Source records
- - - - -

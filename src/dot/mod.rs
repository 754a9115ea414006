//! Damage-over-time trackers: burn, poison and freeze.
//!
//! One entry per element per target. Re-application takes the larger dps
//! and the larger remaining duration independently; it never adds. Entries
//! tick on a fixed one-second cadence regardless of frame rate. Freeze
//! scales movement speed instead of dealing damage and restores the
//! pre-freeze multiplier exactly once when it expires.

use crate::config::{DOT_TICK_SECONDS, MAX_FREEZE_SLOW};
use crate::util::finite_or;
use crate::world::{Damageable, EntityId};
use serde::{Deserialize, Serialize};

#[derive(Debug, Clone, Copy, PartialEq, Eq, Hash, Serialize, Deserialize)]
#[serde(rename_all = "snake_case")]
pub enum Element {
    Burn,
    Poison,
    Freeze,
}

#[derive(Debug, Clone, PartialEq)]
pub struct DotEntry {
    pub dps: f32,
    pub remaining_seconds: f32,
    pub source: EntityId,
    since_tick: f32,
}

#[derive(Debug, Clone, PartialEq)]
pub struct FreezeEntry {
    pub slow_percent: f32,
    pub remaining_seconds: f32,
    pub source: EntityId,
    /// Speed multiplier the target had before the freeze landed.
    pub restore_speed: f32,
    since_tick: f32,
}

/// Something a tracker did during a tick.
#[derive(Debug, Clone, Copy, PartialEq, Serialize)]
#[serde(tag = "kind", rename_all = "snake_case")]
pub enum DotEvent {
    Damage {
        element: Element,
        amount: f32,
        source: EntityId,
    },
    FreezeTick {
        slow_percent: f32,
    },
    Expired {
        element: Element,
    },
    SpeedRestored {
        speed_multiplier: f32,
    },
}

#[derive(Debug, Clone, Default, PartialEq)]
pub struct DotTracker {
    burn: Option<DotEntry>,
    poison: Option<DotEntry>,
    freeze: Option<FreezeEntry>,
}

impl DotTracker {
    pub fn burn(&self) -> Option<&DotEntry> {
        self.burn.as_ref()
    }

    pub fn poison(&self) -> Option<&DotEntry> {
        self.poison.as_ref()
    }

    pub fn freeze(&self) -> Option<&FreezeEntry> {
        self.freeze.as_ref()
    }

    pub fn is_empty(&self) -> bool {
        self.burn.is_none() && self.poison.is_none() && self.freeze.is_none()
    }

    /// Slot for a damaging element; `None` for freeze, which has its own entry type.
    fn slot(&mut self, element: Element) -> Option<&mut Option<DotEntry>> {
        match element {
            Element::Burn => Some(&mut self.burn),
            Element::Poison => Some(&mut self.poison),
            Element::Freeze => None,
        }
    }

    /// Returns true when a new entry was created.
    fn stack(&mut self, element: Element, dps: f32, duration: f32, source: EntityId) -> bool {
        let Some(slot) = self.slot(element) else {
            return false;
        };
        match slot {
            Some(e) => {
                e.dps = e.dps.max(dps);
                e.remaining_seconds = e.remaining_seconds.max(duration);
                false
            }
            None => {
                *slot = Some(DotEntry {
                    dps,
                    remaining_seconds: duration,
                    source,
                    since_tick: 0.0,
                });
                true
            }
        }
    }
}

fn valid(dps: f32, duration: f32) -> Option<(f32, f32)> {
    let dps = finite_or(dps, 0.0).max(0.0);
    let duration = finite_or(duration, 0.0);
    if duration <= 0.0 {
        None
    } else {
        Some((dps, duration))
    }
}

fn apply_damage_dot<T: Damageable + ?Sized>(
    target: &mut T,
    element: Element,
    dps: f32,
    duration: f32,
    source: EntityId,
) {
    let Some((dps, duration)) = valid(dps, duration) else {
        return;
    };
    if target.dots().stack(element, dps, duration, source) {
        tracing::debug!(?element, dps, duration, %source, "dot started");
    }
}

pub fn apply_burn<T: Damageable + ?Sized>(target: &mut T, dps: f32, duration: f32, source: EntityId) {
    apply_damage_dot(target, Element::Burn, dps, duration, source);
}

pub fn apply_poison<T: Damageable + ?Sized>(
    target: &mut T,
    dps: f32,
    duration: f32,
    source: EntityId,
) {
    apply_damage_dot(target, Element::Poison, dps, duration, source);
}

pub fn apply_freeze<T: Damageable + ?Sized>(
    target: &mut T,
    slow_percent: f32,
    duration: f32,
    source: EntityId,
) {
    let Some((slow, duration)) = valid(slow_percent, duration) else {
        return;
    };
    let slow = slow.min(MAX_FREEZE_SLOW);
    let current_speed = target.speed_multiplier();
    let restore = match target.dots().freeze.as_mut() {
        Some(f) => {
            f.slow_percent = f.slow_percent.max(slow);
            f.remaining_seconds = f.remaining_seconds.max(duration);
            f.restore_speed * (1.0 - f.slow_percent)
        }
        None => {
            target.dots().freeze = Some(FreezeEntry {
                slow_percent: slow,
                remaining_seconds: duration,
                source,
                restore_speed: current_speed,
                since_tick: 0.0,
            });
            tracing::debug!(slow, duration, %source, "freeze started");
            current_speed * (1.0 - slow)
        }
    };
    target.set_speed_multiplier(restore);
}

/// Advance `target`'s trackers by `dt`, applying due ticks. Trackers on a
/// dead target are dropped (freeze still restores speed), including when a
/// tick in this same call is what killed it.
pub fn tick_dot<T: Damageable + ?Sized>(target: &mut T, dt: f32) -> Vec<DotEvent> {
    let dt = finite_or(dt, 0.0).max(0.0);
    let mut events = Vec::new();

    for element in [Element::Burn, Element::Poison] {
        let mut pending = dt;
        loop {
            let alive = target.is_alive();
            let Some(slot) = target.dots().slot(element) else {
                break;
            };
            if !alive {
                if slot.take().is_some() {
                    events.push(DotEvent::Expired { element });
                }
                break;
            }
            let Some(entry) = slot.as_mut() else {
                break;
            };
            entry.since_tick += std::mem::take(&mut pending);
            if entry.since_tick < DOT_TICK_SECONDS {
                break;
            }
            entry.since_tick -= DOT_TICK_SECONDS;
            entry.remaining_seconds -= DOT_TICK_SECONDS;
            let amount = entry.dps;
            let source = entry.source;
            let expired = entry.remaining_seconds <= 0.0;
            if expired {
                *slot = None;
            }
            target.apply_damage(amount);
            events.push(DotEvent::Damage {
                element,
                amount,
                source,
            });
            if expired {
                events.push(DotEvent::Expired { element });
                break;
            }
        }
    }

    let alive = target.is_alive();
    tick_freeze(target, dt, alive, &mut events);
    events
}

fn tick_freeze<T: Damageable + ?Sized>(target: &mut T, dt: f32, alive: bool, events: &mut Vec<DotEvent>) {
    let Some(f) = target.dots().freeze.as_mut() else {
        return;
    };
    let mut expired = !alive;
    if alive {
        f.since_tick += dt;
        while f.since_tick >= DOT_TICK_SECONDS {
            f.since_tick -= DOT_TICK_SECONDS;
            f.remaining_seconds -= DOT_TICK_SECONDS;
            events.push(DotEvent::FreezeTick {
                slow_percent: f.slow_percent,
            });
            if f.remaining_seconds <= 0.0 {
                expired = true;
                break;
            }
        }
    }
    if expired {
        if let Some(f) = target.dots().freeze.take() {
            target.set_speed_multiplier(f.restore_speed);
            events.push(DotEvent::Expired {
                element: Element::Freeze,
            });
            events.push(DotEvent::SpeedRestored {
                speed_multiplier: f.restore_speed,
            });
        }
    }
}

- - - - -

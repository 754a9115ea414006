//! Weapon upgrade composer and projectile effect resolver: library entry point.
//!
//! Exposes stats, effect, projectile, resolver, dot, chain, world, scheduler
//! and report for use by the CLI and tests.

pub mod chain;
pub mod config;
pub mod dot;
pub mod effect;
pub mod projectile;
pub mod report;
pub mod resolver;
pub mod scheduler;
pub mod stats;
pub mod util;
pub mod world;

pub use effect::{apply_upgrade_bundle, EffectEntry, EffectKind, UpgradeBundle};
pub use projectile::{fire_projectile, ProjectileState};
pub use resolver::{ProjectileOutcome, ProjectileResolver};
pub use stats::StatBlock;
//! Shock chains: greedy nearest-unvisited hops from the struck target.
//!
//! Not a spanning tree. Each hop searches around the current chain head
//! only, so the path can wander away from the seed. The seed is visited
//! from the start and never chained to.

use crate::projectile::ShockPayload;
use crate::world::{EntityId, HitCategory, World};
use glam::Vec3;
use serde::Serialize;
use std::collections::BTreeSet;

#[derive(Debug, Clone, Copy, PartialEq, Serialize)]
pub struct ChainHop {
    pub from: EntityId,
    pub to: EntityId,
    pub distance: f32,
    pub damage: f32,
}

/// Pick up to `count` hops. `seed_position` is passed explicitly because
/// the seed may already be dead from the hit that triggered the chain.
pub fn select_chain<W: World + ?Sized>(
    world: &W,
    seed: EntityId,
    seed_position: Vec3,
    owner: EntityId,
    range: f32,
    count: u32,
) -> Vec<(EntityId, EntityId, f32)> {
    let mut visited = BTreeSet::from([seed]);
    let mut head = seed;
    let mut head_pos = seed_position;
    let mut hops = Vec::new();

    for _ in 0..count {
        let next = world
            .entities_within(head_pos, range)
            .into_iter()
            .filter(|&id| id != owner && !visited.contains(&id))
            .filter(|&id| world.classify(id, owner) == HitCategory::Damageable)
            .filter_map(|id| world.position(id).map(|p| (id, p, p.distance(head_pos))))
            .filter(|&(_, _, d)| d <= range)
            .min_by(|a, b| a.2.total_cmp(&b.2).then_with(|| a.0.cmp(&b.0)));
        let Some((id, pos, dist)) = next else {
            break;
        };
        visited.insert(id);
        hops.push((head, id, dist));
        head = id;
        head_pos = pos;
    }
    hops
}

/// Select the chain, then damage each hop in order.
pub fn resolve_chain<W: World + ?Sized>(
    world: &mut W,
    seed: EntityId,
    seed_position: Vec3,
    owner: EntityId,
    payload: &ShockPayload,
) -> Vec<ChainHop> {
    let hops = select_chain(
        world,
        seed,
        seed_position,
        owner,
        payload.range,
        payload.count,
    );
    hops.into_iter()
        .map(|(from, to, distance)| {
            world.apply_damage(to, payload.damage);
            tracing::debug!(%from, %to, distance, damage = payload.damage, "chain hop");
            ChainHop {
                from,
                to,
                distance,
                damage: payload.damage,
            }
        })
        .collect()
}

- - - - -

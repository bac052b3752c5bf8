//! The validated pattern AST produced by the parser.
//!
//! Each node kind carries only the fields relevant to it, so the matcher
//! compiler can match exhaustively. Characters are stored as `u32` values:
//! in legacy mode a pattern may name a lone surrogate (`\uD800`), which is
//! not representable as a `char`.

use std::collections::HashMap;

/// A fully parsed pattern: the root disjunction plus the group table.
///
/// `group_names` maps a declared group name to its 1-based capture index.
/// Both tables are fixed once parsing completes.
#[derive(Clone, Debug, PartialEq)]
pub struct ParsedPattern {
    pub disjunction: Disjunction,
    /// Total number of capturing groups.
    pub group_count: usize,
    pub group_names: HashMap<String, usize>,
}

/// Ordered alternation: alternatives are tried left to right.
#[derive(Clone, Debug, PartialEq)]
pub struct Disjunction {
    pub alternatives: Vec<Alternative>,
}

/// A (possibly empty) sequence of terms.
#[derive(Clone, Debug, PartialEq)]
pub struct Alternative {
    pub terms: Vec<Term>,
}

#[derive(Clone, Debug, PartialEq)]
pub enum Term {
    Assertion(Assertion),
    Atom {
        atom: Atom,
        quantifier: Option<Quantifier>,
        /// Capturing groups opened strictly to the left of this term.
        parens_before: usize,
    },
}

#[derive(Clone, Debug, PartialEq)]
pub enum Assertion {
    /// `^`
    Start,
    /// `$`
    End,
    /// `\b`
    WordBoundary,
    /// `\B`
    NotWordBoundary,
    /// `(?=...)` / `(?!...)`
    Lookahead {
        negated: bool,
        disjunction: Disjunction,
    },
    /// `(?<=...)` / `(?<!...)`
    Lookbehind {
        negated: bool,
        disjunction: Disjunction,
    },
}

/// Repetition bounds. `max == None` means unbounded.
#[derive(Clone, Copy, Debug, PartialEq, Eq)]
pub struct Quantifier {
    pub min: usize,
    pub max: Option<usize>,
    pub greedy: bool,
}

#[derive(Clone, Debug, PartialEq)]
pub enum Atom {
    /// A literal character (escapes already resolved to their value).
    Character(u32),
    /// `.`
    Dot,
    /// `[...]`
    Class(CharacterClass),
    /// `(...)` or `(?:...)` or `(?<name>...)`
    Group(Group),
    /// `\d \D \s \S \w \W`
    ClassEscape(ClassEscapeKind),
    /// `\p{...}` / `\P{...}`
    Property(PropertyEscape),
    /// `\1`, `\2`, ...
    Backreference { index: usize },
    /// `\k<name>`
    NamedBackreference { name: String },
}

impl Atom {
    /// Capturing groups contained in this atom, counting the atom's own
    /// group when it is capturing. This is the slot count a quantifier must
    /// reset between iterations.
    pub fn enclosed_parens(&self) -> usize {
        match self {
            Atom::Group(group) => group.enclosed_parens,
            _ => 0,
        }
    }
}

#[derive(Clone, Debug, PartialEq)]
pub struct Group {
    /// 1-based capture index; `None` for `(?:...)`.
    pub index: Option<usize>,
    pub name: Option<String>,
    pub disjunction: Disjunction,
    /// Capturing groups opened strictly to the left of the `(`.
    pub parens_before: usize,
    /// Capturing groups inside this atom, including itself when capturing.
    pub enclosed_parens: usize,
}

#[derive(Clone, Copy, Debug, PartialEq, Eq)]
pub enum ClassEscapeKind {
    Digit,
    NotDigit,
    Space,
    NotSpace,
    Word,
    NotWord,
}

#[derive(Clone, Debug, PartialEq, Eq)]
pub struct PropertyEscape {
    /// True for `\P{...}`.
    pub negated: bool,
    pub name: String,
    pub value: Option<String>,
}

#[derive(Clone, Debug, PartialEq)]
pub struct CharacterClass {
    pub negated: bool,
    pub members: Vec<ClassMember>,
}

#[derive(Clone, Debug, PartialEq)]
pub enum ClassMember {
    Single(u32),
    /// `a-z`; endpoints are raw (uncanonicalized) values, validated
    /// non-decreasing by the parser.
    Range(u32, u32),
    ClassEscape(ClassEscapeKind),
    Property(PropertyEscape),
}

- - - - -

What is required: Check the records above and copy each line that has the string "ChainHop".

Exercise output:
pub struct ChainHop {
) -> Vec<ChainHop> {
            ChainHop {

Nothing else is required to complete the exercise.